Okay, I'll be right back after grinding both stainless & carbon on the #1500. Will a Victorinox pairing knife and a vintage plane iron from the 19th century suffice as stand-ins for "stainless" & "carbon" steels?


----------



## inferno

now this was a few years since this was written and i have actually tried both the 6k and 8k gray stones (this is what cleancut in sweden sells/sold, without telling their customers i might add, when ordrering as 6 or 8k glass), now it happens to be that i also had access to both 6k and 8k white glass and 8k pro. and another 8k to really really test these stones. and i did. i actually had 3 stone holders loaded at the same time. taking less than a second to swap between the stones. to not cloud my judgement you know. keeping it scientific as far as possible.

and to be honest. the white glass is about 50% faster working than the gray glass. and the pro is the same speed as the white but simply feels different. and also loads up different (more).
the gray glass polishes and finishes above the 12k pro, thats the price you pay, its slightly slower but finishes way above its grit. way way above. its the same with the 6k. i'd say the 6k gray. finishes about the same as the 12k pro. 

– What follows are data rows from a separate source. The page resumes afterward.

//! Notifications emitted by achievement transitions.

use serde::{Deserialize, Serialize};

use crate::types::{DbId, Timestamp};

#[derive(Debug, Clone, Copy, PartialEq, Eq, Serialize, Deserialize)]
#[serde(rename_all = "snake_case")]
pub enum NotificationType {
    AchievementSubmitted,
    AchievementVerified,
    AchievementRejected,
}

impl NotificationType {
    pub fn as_str(self) -> &'static str {
        match self {
            Self::AchievementSubmitted => "achievement_submitted",
            Self::AchievementVerified => "achievement_verified",
            Self::AchievementRejected => "achievement_rejected",
        }
    }

    pub fn from_name(name: &str) -> Option<Self> {
        match name {
            "achievement_submitted" => Some(Self::AchievementSubmitted),
            "achievement_verified" => Some(Self::AchievementVerified),
            "achievement_rejected" => Some(Self::AchievementRejected),
            _ => None,
        }
    }
}

/// A message addressed to one user.
#[derive(Debug, Clone, PartialEq, Serialize, Deserialize)]
pub struct Notification {
    pub user_id: DbId,
    pub kind: NotificationType,
    pub title: String,
    pub message: String,
    pub payload: serde_json::Value,
}

impl Notification {
    pub fn submitted(advisor_user_id: DbId, reference_id: DbId, student_id: DbId, title: &str) -> Self {
        Self {
            user_id: advisor_user_id,
            kind: NotificationType::AchievementSubmitted,
            title: "New Achievement Submitted".to_string(),
            message: format!("A student submitted a new achievement: {title}"),
            payload: serde_json::json!({
                "reference_id": reference_id,
                "student_id": student_id,
            }),
        }
    }

    pub fn verified(student_user_id: DbId, reference_id: DbId, verified_by: DbId, title: &str) -> Self {
        Self {
            user_id: student_user_id,
            kind: NotificationType::AchievementVerified,
            title: "Achievement Verified".to_string(),
            message: format!("Your achievement '{title}' has been verified"),
            payload: serde_json::json!({
                "reference_id": reference_id,
                "verified_by": verified_by,
            }),
        }
    }

    pub fn rejected(
        student_user_id: DbId,
        reference_id: DbId,
        verified_by: DbId,
        title: &str,
        note: &str,
    ) -> Self {
        Self {
            user_id: student_user_id,
            kind: NotificationType::AchievementRejected,
            title: "Achievement Rejected".to_string(),
            message: format!("Your achievement '{title}' has been rejected. Reason: {note}"),
            payload: serde_json::json!({
                "reference_id": reference_id,
                "verified_by": verified_by,
                "rejection_note": note,
            }),
        }
    }
}

/// A stored notification in a user's inbox.
#[derive(Debug, Clone, PartialEq, Serialize, Deserialize)]
pub struct InboxEntry {
    pub id: DbId,
    pub user_id: DbId,
    #[serde(rename = "type")]
    pub kind: NotificationType,
    pub title: String,
    pub message: String,
    pub payload: serde_json::Value,
    pub is_read: bool,
    pub read_at: Option<Timestamp>,
    pub created_at: Timestamp,
}

#[cfg(test)]
mod tests {
    use super::*;

    #[test]
    fn rejection_message_carries_reason() {
        let n = Notification::rejected(5, 1, 9, "Hackathon", "missing certificate");
        assert_eq!(n.user_id, 5);
        assert_eq!(n.kind, NotificationType::AchievementRejected);
        assert!(n.message.contains("missing certificate"));
        assert_eq!(n.payload["rejection_note"], "missing certificate");
    }

    #[test]
    fn type_names_round_trip() {
        for kind in [
            NotificationType::AchievementSubmitted,
            NotificationType::AchievementVerified,
            NotificationType::AchievementRejected,
        ] {
            assert_eq!(NotificationType::from_name(kind.as_str()), Some(kind));
        }
    }
}
//! Request body extractors.

use axum::extract::rejection::JsonRejection;
use axum::extract::{FromRequest, Request};
use axum::Json;
use serde::de::DeserializeOwned;

use crate::error::AppError;

/// `Json<T>` whose rejection is an [`AppError::BadRequest`], so malformed or
/// mistyped bodies get the usual `{ "error", "code" }` envelope.
pub struct AppJson<T>(pub T);

impl<S, T> FromRequest<S> for AppJson<T>
where
    Json<T>: FromRequest<S, Rejection = JsonRejection>,
    T: DeserializeOwned,
    S: Send + Sync,
{
    type Rejection = AppError;

    async fn from_request(req: Request, state: &S) -> Result<Self, Self::Rejection> {
        let Json(value) = Json::<T>::from_request(req, state)
            .await
            .map_err(|rejection| AppError::BadRequest(rejection.body_text()))?;
        Ok(Self(value))
    }
}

and guess what. they all works equally good for stainless, carbon, hss, you name it. go ****ing figure! how can this be. when all their charts says otherwise. 

because its all simply bull fukking sh1t, through and through. and its there is to it. 

I have tested the products at least so i know goddamn well how they work. and i also own or have owned almost all their stones they have ever made.


----------



## inferno

Knife2meatu said:


> @inferno
> 
> Okay, I'll be right back after grinding both stainless & carbon on the #1500. Will a Victorinox pairing knife and a vintage plane iron from the 19th century suffice as stand-ins for "stainless" & "carbon" steels?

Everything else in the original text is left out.